Hampir separuh orang kaya Indonesia yang masuk 10 besar adalah pengusaha rokok. Ironisnya justru mereka sendiri tidak merokok hasil produksinya sendiri.
Oleh karena itu, niat pemerintah untuk menaikkan cukai sebenarnya (bukan) untuk menghambat peredaran rokok, tapi justru untuk menaikkan pendapatan negara yang mulai loyo akibat hengkangnya sejumlah industri ke negeri tetangga.
Rokok jugalah yang menghasilkan bibit-bibit unggul olahraga seperti bulutangkis dan tenis. Rokok pulalah yang menghidupi event-event olahraga dan musik di tanah air.
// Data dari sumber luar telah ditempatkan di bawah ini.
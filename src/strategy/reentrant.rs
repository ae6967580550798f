// Copyright 2017 Steven Stewart-Gallus
//
// Licensed under the Apache License, Version 2.0 (the "License");
// you may not use this file except in compliance with the License.
// You may obtain a copy of the License at
//
//     http://www.apache.org/licenses/LICENSE-2.0
//
// Unless required by applicable law or agreed to in writing, software
// distributed under the License is distributed on an "AS IS" BASIS,
// WITHOUT WARRANTIES OR CONDITIONS OF ANY KIND, either express or
// implied.  See the License for the specific language governing
// permissions and limitations under the License.
//
use parking_lot::ReentrantMutex;

use crate::error::Result;
use crate::strategy::{Strategy, StrategyKind};

/// Mutual exclusion that the owning thread may acquire again while it
/// already holds it.
#[derive(Default)]
pub struct ReentrantStrategy {
    lock: ReentrantMutex<()>,
}

impl ReentrantStrategy {
    pub fn new() -> Self {
        ReentrantStrategy { lock: ReentrantMutex::new(()) }
    }
}

impl Strategy for ReentrantStrategy {
    fn kind(&self) -> StrategyKind {
        StrategyKind::Reentrant
    }

    fn protect_write(&self, write: &mut dyn FnMut() -> Result<()>) -> Result<()> {
        let _guard = self.lock.lock();
        write()
    }

    fn protect_read(&self, read: &mut dyn FnMut()) {
        let _guard = self.lock.lock();
        read();
    }

    fn try_protect_read(&self, read: &mut dyn FnMut()) -> bool {
        match self.lock.try_lock() {
            Some(_guard) => {
                read();
                true
            }
            None => false,
        }
    }
}

#[cfg(test)]
mod test {
    use super::*;
    use std::sync::mpsc;
    use std::thread;

    #[test]
    fn nested_acquire_from_owner() {
        let strategy = ReentrantStrategy::new();
        let mut depth = 0;
        strategy.protect_write(&mut || {
                strategy.protect_write(&mut || {
                        strategy.protect_read(&mut || depth = 2);
                        Ok(())
                    })
            })
            .unwrap();
        assert_eq!(depth, 2);
    }

    #[test]
    fn excludes_other_threads() {
        let strategy = ReentrantStrategy::new();
        let (tx, rx) = mpsc::channel();
        strategy.protect_write(&mut || {
                thread::scope(|s| {
                    s.spawn(|| {
                        tx.send(strategy.try_protect_read(&mut || {})).unwrap();
                    });
                });
                Ok(())
            })
            .unwrap();
        assert_eq!(rx.recv().unwrap(), false);
    }
}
Mana ada industri lain yang berani keluar uang banyak untuk dibakar selain rokok.
Saya justru khawatir kenaikan cukai yang luar biasa akan memantik demo besar-besaran dari para penghisapnya yang rata-rata berpendapatan pas-pasan. Sudah hidup susah, rokok makin mahal pula. Semboyan yang mereka pegang adalah mangan ora mangan asal ngudud. Jadi udud adalah harga mati yang tak bisa ditawar-tawar lagi.
Demo berjilid-jilid bakal kembali terjadi lagi, mungkin lebih dari 7 juta orang mengingat konsumen rokok mencakup hampir separuh penduduk negeri.Â
Bayangkan kalau mereka semua turun ke jalan, bukan cuma pagar tapi gedung DPR pun bisa luluh lantak dihajar pendemo. Lagipula sebagian aparatnya juga perokok sehingga bisa jadi malah berbalik mendukung demonstran.
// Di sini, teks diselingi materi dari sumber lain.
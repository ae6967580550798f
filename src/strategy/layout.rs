// Copyright 2017 Steven Stewart-Gallus
//
// Licensed under the Apache License, Version 2.0 (the "License");
// you may not use this file except in compliance with the License.
// You may obtain a copy of the License at
//
//     http://www.apache.org/licenses/LICENSE-2.0
//
// Unless required by applicable law or agreed to in writing, software
// distributed under the License is distributed on an "AS IS" BASIS,
// WITHOUT WARRANTIES OR CONDITIONS OF ANY KIND, either express or
// implied.  See the License for the specific language governing
// permissions and limitations under the License.
//
use std::sync::atomic::{self, AtomicU64, Ordering};

use appendlock_util::backoff;
use appendlock_util::cacheline::CacheLineAligned;

use crate::error::Result;
use crate::strategy::spin::SpinLock;
use crate::strategy::{Strategy, StrategyKind};

/// A layout lock.
///
/// Writers serialize among themselves on a spin lock and never disturb
/// readers, not even when they grow the storage: growth copies into a
/// fresh layout and leaves the old one untouched, and readers that
/// still hold the old layout keep it alive on their own.
///
/// Only a truncation can pull elements out from under a reader, so a
/// truncating writer bumps the layout version around it: odd while the
/// truncation runs, even once it is done.  Readers never take a lock;
/// they compare the version before and after reading and retry on a
/// mismatch.
pub struct LayoutLockStrategy {
    writer: SpinLock,
    version: CacheLineAligned<AtomicU64>,
}

impl LayoutLockStrategy {
    pub fn new() -> Self {
        LayoutLockStrategy {
            writer: SpinLock::new(),
            version: CacheLineAligned::new(AtomicU64::new(0)),
        }
    }

    #[inline]
    fn begin_read(&self) -> Option<u64> {
        let version = self.version.load(Ordering::Acquire);
        if version & 1 != 0 {
            None
        } else {
            Some(version)
        }
    }

    #[inline]
    fn validate(&self, version: u64) -> bool {
        atomic::fence(Ordering::Acquire);
        return self.version.load(Ordering::Relaxed) == version;
    }
}

impl Default for LayoutLockStrategy {
    fn default() -> Self {
        LayoutLockStrategy::new()
    }
}

impl Strategy for LayoutLockStrategy {
    fn kind(&self) -> StrategyKind {
        StrategyKind::Layout
    }

    fn protect_write(&self, write: &mut dyn FnMut() -> Result<()>) -> Result<()> {
        let _guard = self.writer.lock();
        write()
    }

    fn protect_truncate(&self, truncate: &mut dyn FnMut()) {
        // Callers hold the writer lock so plain stores are enough.
        let version = self.version.load(Ordering::Relaxed);
        debug_assert!(version & 1 == 0);
        self.version.store(version + 1, Ordering::Relaxed);
        atomic::fence(Ordering::Release);

        truncate();

        self.version.store(version + 2, Ordering::Release);
    }

    fn protect_read(&self, read: &mut dyn FnMut()) {
        let mut counter = 0;
        while !self.try_protect_read(read) {
            backoff::spin_wait(&mut counter);
        }
    }

    fn try_protect_read(&self, read: &mut dyn FnMut()) -> bool {
        match self.begin_read() {
            Some(version) => {
                read();
                self.validate(version)
            }
            None => false,
        }
    }
}

#[cfg(test)]
mod test {
    use super::*;
    use std::sync::mpsc;
    use std::thread;
    use std::time::Duration;

    #[test]
    fn in_place_writes_do_not_disturb_readers() {
        let strategy = LayoutLockStrategy::new();
        let mut valid = false;
        strategy.protect_write(&mut || {
                valid = strategy.try_protect_read(&mut || {});
                Ok(())
            })
            .unwrap();
        assert!(valid);
        assert_eq!(strategy.version.load(Ordering::Relaxed), 0);
    }

    #[test]
    fn truncation_invalidates_overlapping_read() {
        let strategy = LayoutLockStrategy::new();
        let valid = strategy.try_protect_read(&mut || {
            strategy.protect_write(&mut || {
                    strategy.protect_truncate(&mut || {});
                    Ok(())
                })
                .unwrap();
        });
        assert!(!valid);
        assert_eq!(strategy.version.load(Ordering::Relaxed), 2);
    }

    #[test]
    fn reads_refused_mid_truncation() {
        let strategy = LayoutLockStrategy::new();
        let mut refused = false;
        strategy.protect_write(&mut || {
                strategy.protect_truncate(&mut || {
                    refused = !strategy.try_protect_read(&mut || {})
                });
                Ok(())
            })
            .unwrap();
        assert!(refused);
        let mut ran = 0;
        strategy.protect_read(&mut || ran += 1);
        assert_eq!(ran, 1);
    }

    #[test]
    fn readers_finish_while_a_writer_is_inside() {
        let strategy = LayoutLockStrategy::new();
        let (entered_tx, entered_rx) = mpsc::channel();
        let (release_tx, release_rx) = mpsc::channel::<()>();
        let (read_tx, read_rx) = mpsc::channel();

        thread::scope(|s| {
            let strategy = &strategy;
            s.spawn(move || {
                strategy.protect_write(&mut || {
                        entered_tx.send(()).unwrap();
                        release_rx.recv().unwrap();
                        Ok(())
                    })
                    .unwrap();
            });
            entered_rx.recv().unwrap();

            s.spawn(move || {
                let mut runs = 0;
                strategy.protect_read(&mut || runs += 1);
                read_tx.send(runs).unwrap();
            });

            // The writer is still inside while the reader reports back.
            let runs = read_rx.recv_timeout(Duration::from_secs(10));
            release_tx.send(()).unwrap();
            assert_eq!(runs, Ok(1));
        });
    }
}
// Copyright 2017 Steven Stewart-Gallus
//
// Licensed under the Apache License, Version 2.0 (the "License");
// you may not use this file except in compliance with the License.
// You may obtain a copy of the License at
//
//     http://www.apache.org/licenses/LICENSE-2.0
//
// Unless required by applicable law or agreed to in writing, software
// distributed under the License is distributed on an "AS IS" BASIS,
// WITHOUT WARRANTIES OR CONDITIONS OF ANY KIND, either express or
// implied.  See the License for the specific language governing
// permissions and limitations under the License.
//
use std::sync::{Mutex, PoisonError, TryLockError};

use crate::error::Result;
use crate::strategy::{Strategy, StrategyKind};

/// Classic mutual exclusion on the standard library mutex.  Readers
/// take the same lock as writers.
#[derive(Debug, Default)]
pub struct MutexStrategy {
    lock: Mutex<()>,
}

impl MutexStrategy {
    pub fn new() -> Self {
        MutexStrategy { lock: Mutex::new(()) }
    }
}

impl Strategy for MutexStrategy {
    fn kind(&self) -> StrategyKind {
        StrategyKind::Mutex
    }

    fn protect_write(&self, write: &mut dyn FnMut() -> Result<()>) -> Result<()> {
        // Poisoning is ignored; the guarded state is all atomics.
        let _guard = self.lock.lock().unwrap_or_else(PoisonError::into_inner);
        write()
    }

    fn protect_read(&self, read: &mut dyn FnMut()) {
        let _guard = self.lock.lock().unwrap_or_else(PoisonError::into_inner);
        read();
    }

    fn try_protect_read(&self, read: &mut dyn FnMut()) -> bool {
        let _guard = match self.lock.try_lock() {
            Ok(guard) => guard,
            Err(TryLockError::Poisoned(poisoned)) => poisoned.into_inner(),
            Err(TryLockError::WouldBlock) => return false,
        };
        read();
        return true;
    }
}

#[cfg(test)]
mod test {
    use super::*;

    #[test]
    fn try_read_fails_while_writing() {
        let strategy = MutexStrategy::new();
        let mut inner_succeeded = None;
        strategy.protect_write(&mut || {
                inner_succeeded = Some(strategy.try_protect_read(&mut || {}));
                Ok(())
            })
            .unwrap();
        assert_eq!(inner_succeeded, Some(false));

        let mut ran = false;
        assert!(strategy.try_protect_read(&mut || ran = true));
        assert!(ran);
    }

    #[test]
    fn write_errors_propagate() {
        let strategy = MutexStrategy::new();
        let result = strategy.protect_write(&mut || {
            Err(crate::error::Error::IndexOutOfBounds {
                index: 3,
                capacity: 2,
            })
        });
        assert!(result.is_err());
        // the lock was released on the error path
        assert!(strategy.try_protect_read(&mut || {}));
    }
}
use criterion::{black_box, criterion_group, criterion_main, BenchmarkId, Criterion, Throughput};
use outline_pdf::{render, Config};

const SMALL_HTML: &str = include_str!("fixtures/small.html");
const MEDIUM_HTML: &str = include_str!("fixtures/medium.html");
const LARGE_HTML: &str = include_str!("fixtures/large.html");

fn fixtures() -> Vec<(&'static str, &'static str)> {
    vec![
        ("small", SMALL_HTML),
        ("medium", MEDIUM_HTML),
        ("large", LARGE_HTML),
    ]
}

fn bench_full_pipeline(c: &mut Criterion) {
    let mut group = c.benchmark_group("full_pipeline");

    for (name, html) in fixtures() {
        group.throughput(Throughput::Bytes(html.len() as u64));

        group.bench_with_input(BenchmarkId::new("render", name), &html, |b, html| {
            b.iter(|| render(black_box(html), Config::new()).unwrap());
        });
    }

    group.finish();
}

fn bench_scaling(c: &mut Criterion) {
    let mut group = c.benchmark_group("scaling");
    let html = MEDIUM_HTML;

    for scale in [1.0, 2.0, 3.0] {
        group.bench_with_input(
            BenchmarkId::new("render", format!("{scale}x")),
            &scale,
            |b, &scale| {
                b.iter(|| render(black_box(html), Config::new().scale(scale)).unwrap());
            },
        );
    }

    group.finish();
}

fn bench_page_counts(c: &mut Criterion) {
    let mut group = c.benchmark_group("page_counts");

    for pages in [1_usize, 4, 16] {
        // One content box is 1027px tall under the default config
        let mut html = String::from("<html><body style=\"margin: 0;\">");
        for i in 0..pages {
            html.push_str(&format!(
                "<div style=\"height: 1027px;\"><h2>Section {i}</h2><p>Body text.</p></div>"
            ));
        }
        html.push_str("</body></html>");

        group.throughput(Throughput::Elements(pages as u64));
        group.bench_with_input(
            BenchmarkId::new("render", format!("{pages}p")),
            &html,
            |b, html| {
                b.iter(|| render(black_box(html), Config::new()).unwrap());
            },
        );
    }

    group.finish();
}

criterion_group!(benches, bench_full_pipeline, bench_scaling, bench_page_counts);
criterion_main!(benches);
Pemerintah seharusnya lebih selektif lagi memberlakukan kenaikan cukai rokok. Pilah mana yang berbahaya seperti rokok kertas naikkan setinggi-tingginya, tapi untuk rokok kretek apalagi yang murni tembakau sebaiknya tetap mengingat petani tembakau juga bakal kena getahnya kalau cukai naik terlalu tinggi.
Tidak perlu terlalu paranoid terhadap rokok. Cukup batasi penggunaannya pada ruang privat yang tidak mengganggu kepentingan bersama. Toh tetap ada gunanya sebatang rokok, minimal untuk membantu menciptakan ide-ide baru yang brilian.
Rokok memang dibenci sebagian masyarakat, namun kehadirannya tetap dirindukan oleh sebagian lainnya, bahkan pemerintah sekalipun.